MATERIAL FOR THIS EXERCISE:
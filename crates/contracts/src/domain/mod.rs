pub mod common;

pub mod a001_kategori;
pub mod a002_merek;
pub mod a003_jenis_barang;
pub mod a004_lokasi;
pub mod a005_model_barang;
pub mod a006_barang_masuk;
pub mod a007_barang_kembali;
use crate::shared::api_utils::{api_url, read_save_response, SaveOutcome};
use contracts::domain::a005_model_barang::aggregate::ModelBarangId;
use contracts::domain::a005_model_barang::dto::{
    ModelBarangDto, ModelBarangFilter, ModelBarangRef, ModelBarangRow,
};
use contracts::shared::pagination::Paginated;
use gloo_net::http::Request;

/// One page of the catalog listing
pub async fn list(filter: &ModelBarangFilter) -> Result<Paginated<ModelBarangRow>, String> {
    let query = serde_qs::to_string(filter).map_err(|e| format!("Bad filter: {}", e))?;
    let url = api_url(&format!("/api/model-barang?{}", query));

    let response = Request::get(&url)
        .send()
        .await
        .map_err(|e| format!("Request failed: {}", e))?;

    if !response.ok() {
        return Err(format!("HTTP error: {}", response.status()));
    }

    response
        .json()
        .await
        .map_err(|e| format!("Failed to parse response: {}", e))
}

/// Initial label suggestion list
pub async fn labels() -> Result<Vec<String>, String> {
    let response = Request::get(&api_url("/api/model-barang/labels"))
        .send()
        .await
        .map_err(|e| format!("Request failed: {}", e))?;

    if !response.ok() {
        return Err(format!("HTTP error: {}", response.status()));
    }

    response
        .json()
        .await
        .map_err(|e| format!("Failed to parse response: {}", e))
}

/// Model options for the transaction-form dropdowns
pub async fn refs() -> Result<Vec<ModelBarangRef>, String> {
    let response = Request::get(&api_url("/api/model-barang/refs"))
        .send()
        .await
        .map_err(|e| format!("Request failed: {}", e))?;

    if !response.ok() {
        return Err(format!("HTTP error: {}", response.status()));
    }

    response
        .json()
        .await
        .map_err(|e| format!("Failed to parse response: {}", e))
}

/// Create or update; HTTP 422 surfaces as `SaveOutcome::Invalid`
pub async fn save(dto: &ModelBarangDto) -> Result<SaveOutcome, String> {
    let response = Request::post(&api_url("/api/model-barang"))
        .json(dto)
        .map_err(|e| format!("Bad payload: {}", e))?
        .send()
        .await
        .map_err(|e| format!("Request failed: {}", e))?;

    read_save_response(response).await
}

pub async fn delete(id: ModelBarangId) -> Result<(), String> {
    let url = api_url(&format!("/api/model-barang/{}", id.value()));
    let response = Request::delete(&url)
        .send()
        .await
        .map_err(|e| format!("Request failed: {}", e))?;

    if !response.ok() {
        return Err(format!("HTTP error: {}", response.status()));
    }
    Ok(())
}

TASK GOAL: Retype every record exactly, omitting nothing.

RESPONSE:
filename crates/contracts/src/domain/mod.rs
pub mod common;

pub mod a001_kategori;
pub mod a002_merek;
pub mod a003_jenis_barang;
pub mod a004_lokasi;
pub mod a005_model_barang;
pub mod a006_barang_masuk;
pub mod a007_barang_kembali;
use crate::shared::api_utils::{api_url, read_save_response, SaveOutcome};
use contracts::domain::a005_model_barang::aggregate::ModelBarangId;
use contracts::domain::a005_model_barang::dto::{
    ModelBarangDto, ModelBarangFilter, ModelBarangRef, ModelBarangRow,
};
use contracts::shared::pagination::Paginated;
use gloo_net::http::Request;

/// One page of the catalog listing
pub async fn list(filter: &ModelBarangFilter) -> Result<Paginated<ModelBarangRow>, String> {
    let query = serde_qs::to_string(filter).map_err(|e| format!("Bad filter: {}", e))?;
    let url = api_url(&format!("/api/model-barang?{}", query));

    let response = Request::get(&url)
        .send()
        .await
        .map_err(|e| format!("Request failed: {}", e))?;

    if !response.ok() {
        return Err(format!("HTTP error: {}", response.status()));
    }

    response
        .json()
        .await
        .map_err(|e| format!("Failed to parse response: {}", e))
}

/// Initial label suggestion list
pub async fn labels() -> Result<Vec<String>, String> {
    let response = Request::get(&api_url("/api/model-barang/labels"))
        .send()
        .await
        .map_err(|e| format!("Request failed: {}", e))?;

    if !response.ok() {
        return Err(format!("HTTP error: {}", response.status()));
    }

    response
        .json()
        .await
        .map_err(|e| format!("Failed to parse response: {}", e))
}

/// Model options for the transaction-form dropdowns
pub async fn refs() -> Result<Vec<ModelBarangRef>, String> {
    let response = Request::get(&api_url("/api/model-barang/refs"))
        .send()
        .await
        .map_err(|e| format!("Request failed: {}", e))?;

    if !response.ok() {
        return Err(format!("HTTP error: {}", response.status()));
    }

    response
        .json()
        .await
        .map_err(|e| format!("Failed to parse response: {}", e))
}

/// Create or update; HTTP 422 surfaces as `SaveOutcome::Invalid`
pub async fn save(dto: &ModelBarangDto) -> Result<SaveOutcome, String> {
    let response = Request::post(&api_url("/api/model-barang"))
        .json(dto)
        .map_err(|e| format!("Bad payload: {}", e))?
        .send()
        .await
        .map_err(|e| format!("Request failed: {}", e))?;

    read_save_response(response).await
}

pub async fn delete(id: ModelBarangId) -> Result<(), String> {
    let url = api_url(&format!("/api/model-barang/{}", id.value()));
    let response = Request::delete(&url)
        .send()
        .await
        .map_err(|e| format!("Request failed: {}", e))?;

    if !response.ok() {
        return Err(format!("HTTP error: {}", response.status()));
    }
    Ok(())
}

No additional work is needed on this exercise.